■ Exercise goal: A single number is the answer: the count of lines in these records with "secret" in them.

╭─ Entries supplied

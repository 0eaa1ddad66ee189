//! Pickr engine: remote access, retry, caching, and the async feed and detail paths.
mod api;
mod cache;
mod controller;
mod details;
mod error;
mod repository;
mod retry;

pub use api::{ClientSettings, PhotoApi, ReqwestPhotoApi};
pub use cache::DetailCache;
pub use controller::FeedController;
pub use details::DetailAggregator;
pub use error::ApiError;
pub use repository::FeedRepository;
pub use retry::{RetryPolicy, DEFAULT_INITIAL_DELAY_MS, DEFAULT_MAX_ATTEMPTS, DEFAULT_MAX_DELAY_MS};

╰─
╭─ Entries supplied

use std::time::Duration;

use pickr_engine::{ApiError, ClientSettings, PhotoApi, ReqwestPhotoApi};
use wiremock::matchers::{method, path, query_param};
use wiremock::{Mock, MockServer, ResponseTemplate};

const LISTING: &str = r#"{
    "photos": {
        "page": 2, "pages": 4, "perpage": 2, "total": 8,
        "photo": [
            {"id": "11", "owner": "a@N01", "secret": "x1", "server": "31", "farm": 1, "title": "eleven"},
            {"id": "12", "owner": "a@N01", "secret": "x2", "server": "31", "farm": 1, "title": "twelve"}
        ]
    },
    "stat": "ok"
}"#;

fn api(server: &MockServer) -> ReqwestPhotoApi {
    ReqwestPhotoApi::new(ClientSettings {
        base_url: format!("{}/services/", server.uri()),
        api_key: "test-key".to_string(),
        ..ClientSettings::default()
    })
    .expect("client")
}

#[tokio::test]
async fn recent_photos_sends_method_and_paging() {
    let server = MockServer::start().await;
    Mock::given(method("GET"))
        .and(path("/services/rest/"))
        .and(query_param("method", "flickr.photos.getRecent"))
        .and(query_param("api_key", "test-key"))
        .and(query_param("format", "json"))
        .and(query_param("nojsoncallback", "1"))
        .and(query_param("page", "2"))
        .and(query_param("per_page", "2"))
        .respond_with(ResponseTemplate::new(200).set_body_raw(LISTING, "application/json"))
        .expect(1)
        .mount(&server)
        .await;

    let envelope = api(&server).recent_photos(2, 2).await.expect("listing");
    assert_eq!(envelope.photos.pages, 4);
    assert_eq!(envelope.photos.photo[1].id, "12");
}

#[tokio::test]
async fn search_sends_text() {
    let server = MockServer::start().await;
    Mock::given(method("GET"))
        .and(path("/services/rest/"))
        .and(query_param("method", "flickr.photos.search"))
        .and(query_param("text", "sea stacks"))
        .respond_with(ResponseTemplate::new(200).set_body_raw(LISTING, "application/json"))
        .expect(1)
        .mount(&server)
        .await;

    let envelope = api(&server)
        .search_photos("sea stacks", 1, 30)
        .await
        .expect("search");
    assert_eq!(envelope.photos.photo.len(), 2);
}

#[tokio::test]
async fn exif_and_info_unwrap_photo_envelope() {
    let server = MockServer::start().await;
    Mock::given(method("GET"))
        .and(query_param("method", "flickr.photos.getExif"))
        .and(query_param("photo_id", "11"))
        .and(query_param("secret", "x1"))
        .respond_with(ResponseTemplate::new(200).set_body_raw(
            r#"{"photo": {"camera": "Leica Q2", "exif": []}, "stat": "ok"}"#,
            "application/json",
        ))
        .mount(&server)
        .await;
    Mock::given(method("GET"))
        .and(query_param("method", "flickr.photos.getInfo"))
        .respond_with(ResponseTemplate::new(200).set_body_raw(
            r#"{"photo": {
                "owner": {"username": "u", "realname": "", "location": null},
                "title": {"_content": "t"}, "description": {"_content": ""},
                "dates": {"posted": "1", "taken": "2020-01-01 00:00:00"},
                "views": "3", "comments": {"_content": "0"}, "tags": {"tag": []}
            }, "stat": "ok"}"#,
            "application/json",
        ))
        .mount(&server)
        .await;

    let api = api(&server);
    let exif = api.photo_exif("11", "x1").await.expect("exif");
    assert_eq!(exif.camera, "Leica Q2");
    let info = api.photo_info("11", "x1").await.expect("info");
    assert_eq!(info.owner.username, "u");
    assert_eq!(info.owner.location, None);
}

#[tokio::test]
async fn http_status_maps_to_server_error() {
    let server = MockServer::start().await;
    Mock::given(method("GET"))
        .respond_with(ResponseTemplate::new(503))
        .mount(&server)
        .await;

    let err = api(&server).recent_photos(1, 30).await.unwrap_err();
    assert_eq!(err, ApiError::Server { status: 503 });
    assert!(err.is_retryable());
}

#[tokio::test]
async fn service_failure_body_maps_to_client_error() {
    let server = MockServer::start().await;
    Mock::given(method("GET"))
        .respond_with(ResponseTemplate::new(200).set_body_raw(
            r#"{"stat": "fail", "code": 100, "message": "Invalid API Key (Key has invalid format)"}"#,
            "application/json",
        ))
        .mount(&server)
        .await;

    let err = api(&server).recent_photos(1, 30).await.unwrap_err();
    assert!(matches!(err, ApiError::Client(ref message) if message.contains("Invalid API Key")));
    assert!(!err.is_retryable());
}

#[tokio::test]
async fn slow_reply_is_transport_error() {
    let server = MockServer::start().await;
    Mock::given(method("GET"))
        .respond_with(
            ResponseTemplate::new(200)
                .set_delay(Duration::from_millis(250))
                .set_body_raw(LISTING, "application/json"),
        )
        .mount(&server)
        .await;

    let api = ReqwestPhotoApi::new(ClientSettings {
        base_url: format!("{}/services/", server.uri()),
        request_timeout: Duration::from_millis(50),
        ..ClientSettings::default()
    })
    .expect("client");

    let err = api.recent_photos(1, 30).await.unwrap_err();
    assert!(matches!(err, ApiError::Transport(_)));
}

╰─

■ Solution for this exercise: 3